**Exercise:** Select all lines in the records that include "struct".

**Data:**

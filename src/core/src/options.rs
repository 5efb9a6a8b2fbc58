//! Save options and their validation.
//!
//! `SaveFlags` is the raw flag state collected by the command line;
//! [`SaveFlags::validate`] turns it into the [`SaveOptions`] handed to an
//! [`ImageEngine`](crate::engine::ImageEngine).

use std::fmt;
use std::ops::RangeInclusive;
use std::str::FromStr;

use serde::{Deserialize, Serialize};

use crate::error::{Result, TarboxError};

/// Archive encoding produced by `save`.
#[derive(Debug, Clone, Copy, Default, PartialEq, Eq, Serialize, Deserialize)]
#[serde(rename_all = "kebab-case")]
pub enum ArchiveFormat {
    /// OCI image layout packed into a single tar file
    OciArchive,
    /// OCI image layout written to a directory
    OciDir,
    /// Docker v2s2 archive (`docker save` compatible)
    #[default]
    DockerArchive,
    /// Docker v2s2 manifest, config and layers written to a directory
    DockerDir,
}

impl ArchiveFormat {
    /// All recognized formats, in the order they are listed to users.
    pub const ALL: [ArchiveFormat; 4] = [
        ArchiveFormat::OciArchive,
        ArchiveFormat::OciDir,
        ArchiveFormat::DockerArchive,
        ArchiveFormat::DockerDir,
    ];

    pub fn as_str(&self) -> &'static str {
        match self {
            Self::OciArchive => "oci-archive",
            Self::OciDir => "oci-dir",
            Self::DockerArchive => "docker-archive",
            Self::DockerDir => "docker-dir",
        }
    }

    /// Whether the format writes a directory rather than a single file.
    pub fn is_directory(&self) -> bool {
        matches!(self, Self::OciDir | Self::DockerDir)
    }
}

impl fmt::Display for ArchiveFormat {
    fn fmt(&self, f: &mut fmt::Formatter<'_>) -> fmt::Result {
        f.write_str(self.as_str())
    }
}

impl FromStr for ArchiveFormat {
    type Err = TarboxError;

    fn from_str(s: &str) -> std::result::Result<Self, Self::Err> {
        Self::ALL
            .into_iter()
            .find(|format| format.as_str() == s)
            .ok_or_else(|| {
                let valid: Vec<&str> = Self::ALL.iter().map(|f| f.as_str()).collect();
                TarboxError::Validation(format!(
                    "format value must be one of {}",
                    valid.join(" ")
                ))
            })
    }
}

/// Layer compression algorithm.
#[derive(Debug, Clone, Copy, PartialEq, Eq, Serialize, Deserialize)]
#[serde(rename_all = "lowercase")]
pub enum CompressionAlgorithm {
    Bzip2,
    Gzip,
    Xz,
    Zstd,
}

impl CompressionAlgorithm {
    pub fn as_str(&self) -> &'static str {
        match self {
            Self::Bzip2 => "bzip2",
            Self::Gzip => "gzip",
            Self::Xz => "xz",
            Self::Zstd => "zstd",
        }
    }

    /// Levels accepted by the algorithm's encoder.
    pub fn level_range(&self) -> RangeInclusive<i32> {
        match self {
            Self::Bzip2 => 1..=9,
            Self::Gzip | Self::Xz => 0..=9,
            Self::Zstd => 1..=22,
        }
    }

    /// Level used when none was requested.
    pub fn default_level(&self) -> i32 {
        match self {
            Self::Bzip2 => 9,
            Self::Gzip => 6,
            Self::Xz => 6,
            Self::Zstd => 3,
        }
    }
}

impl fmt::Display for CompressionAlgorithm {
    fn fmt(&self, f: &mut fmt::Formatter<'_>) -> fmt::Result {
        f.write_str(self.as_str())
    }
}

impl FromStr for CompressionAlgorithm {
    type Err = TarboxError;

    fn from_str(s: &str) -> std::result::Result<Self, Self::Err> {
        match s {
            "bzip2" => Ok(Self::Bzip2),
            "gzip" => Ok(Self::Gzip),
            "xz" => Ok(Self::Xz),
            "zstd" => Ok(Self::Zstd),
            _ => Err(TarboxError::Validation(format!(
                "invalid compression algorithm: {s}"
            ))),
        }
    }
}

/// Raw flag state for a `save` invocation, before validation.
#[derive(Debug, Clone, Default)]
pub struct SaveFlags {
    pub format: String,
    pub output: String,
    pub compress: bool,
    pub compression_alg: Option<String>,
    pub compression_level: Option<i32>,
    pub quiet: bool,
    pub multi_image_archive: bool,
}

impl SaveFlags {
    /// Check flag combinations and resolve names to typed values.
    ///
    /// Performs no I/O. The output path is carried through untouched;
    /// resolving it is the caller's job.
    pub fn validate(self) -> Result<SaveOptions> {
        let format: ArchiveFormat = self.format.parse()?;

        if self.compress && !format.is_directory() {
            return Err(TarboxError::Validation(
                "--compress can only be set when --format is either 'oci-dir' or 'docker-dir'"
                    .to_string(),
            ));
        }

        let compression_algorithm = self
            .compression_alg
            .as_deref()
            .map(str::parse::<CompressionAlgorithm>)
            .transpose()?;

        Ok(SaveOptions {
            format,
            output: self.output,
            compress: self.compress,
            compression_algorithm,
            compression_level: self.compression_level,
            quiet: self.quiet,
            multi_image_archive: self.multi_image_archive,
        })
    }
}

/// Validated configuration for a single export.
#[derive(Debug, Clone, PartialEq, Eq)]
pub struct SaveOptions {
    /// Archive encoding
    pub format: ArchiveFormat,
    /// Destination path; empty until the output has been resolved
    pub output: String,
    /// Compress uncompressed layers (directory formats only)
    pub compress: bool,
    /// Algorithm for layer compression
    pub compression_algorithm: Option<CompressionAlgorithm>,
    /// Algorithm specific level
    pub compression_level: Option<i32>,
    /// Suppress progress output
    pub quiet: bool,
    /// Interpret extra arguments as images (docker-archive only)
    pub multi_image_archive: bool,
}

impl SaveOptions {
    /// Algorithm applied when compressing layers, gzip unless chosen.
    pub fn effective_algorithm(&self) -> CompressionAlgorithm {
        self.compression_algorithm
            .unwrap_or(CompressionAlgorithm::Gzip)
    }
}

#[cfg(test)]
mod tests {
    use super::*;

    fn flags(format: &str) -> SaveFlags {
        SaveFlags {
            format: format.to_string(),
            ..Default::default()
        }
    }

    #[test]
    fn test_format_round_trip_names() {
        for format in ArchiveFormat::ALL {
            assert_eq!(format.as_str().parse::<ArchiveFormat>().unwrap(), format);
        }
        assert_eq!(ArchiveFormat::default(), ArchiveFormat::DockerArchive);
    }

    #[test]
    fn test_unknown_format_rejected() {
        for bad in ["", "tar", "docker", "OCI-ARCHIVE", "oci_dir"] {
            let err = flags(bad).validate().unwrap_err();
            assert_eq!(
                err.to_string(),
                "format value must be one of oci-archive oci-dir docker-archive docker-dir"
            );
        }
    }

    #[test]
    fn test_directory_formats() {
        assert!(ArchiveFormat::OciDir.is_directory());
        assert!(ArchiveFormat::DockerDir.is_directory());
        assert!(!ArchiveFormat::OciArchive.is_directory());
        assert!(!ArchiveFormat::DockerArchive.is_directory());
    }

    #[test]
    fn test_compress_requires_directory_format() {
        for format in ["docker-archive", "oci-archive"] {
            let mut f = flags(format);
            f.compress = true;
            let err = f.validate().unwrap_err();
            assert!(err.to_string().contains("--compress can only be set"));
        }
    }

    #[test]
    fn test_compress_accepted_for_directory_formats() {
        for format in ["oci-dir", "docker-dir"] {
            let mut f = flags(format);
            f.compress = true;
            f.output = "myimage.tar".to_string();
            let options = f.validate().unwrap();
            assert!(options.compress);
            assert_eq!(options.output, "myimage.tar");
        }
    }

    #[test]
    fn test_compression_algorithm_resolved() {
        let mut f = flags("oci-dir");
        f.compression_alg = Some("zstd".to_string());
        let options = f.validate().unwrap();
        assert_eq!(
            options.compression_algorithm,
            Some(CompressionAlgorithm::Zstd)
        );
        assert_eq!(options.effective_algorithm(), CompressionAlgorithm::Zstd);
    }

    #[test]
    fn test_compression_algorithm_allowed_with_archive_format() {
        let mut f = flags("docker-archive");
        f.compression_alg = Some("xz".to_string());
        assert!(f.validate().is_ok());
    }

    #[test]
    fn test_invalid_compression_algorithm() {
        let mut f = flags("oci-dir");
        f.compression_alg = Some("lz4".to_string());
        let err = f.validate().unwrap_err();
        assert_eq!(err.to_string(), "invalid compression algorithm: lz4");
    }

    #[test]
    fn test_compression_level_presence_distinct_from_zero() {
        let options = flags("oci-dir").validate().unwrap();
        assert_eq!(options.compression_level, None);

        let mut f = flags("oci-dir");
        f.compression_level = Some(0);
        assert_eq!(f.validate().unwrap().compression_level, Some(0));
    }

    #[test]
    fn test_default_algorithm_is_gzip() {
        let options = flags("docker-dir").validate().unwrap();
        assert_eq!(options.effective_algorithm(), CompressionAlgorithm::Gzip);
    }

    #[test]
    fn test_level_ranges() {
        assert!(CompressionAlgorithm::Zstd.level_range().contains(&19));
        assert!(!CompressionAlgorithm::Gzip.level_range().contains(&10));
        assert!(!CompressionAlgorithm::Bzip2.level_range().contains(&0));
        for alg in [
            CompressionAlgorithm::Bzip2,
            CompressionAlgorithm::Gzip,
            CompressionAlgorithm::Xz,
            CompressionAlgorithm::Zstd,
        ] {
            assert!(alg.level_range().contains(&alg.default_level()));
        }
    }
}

**Answer space:**
pub struct SaveFlags {
pub struct SaveOptions {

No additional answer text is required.